MITT ROMNEY: “It's disgraceful that the Obama administration's first response was not to condemn attacks on our diplomatic missions, but to sympathize with those who waged the attacks.”
That Romney's accusations of Obama were completely false (Obama had not made any statement about the attacks in which he had sympathized with the attackers) was nothing new. Romney had been making false accusations of Obama literally for years. The shocking thing about Romney's accusations were that he was engaging in partisan mudslinging at a time in which America was mourning the lives of other Americans. Just like he had given the impression that the troops were not important enough to address in his convention spech, he was no disrespecting the lives lost not only during the terrorist atacks of 11 years earlier, but also of the 4 lives lost in he middle east just hours earlier, by playing politics with them instead of honoring them.
Within hours the blogosphere, cable tv pundit programs and talk radio were ablaze. You Tube clips that showed the responses of Presidental hopefuls Ronald Reagan and George Bush reaction to the Iranian Hostage crisis in 1980 that were juxtoposed to Romney's response to this very similar current situaion displayed a harsh contrast.
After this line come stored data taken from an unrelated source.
// Copyright 2026, Jeroen van Erp <jeroen@geeko.me>
// SPDX-License-Identifier: Apache-2.0
use crate::config::HasherKind;
use crate::constants::{defaults, rollout};
use clap::Parser;

/// Rotate the password of an Argo CD local account
#[derive(Parser, Debug)]
#[command(name = "argocd-passwd")]
#[command(version)]
pub struct Cli {
    /// Account to rotate the password for
    pub username: String,

    /// New plaintext password
    pub password: String,

    /// Namespace Argo CD is installed in
    #[arg(default_value = defaults::NAMESPACE)]
    pub namespace: String,

    /// How to compute the bcrypt hash
    #[arg(long, env = "PASSWORD_HASHER", value_enum, default_value_t = HasherKind::Builtin)]
    pub hasher: HasherKind,

    /// Secret holding the password hashes
    #[arg(long, env = "ARGOCD_SECRET_NAME", default_value = defaults::SECRET_NAME)]
    pub secret_name: String,

    /// ConfigMap holding the account entries
    #[arg(long, env = "ARGOCD_CM_NAME", default_value = defaults::CONFIG_MAP_NAME)]
    pub config_map: String,

    /// Deployment to restart once the secret is updated
    #[arg(long, env = "ARGOCD_SERVER_DEPLOYMENT", default_value = defaults::SERVER_DEPLOYMENT)]
    pub deployment: String,

    /// Seconds to wait for the restarted deployment to become available
    #[arg(long, env = "ROLLOUT_TIMEOUT_SECS", default_value_t = rollout::TIMEOUT_SECS)]
    pub rollout_timeout: u64,

    /// Seconds to wait before the final check of the live secret
    #[arg(long, env = "SETTLE_DELAY_SECS", default_value_t = rollout::SETTLE_DELAY_SECS)]
    pub settle_delay: u64,

    /// Hash, back up and rewrite the secret locally without changing the cluster
    #[arg(long)]
    pub dry_run: bool,
}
Ronald Reagan: “This is a difficult day for all of us Americans. … It is time for us…to stand united. It is a day for quiet reflection…when words should be few and confined essentially to our prayers.”
George H.W. Bush: “I unequivocally support the president of the United States — no ifs, ands or buts — and it certainly is not a time to try to go one-up politically. He made a difficult, courageous decision.”
Instead of looking Presidental by calling for national unity, Romney was looking like a desperate Partisan Hack. The snowball had already begun rolling down the mountain by this point and quickly on its way to becoming an avalanche.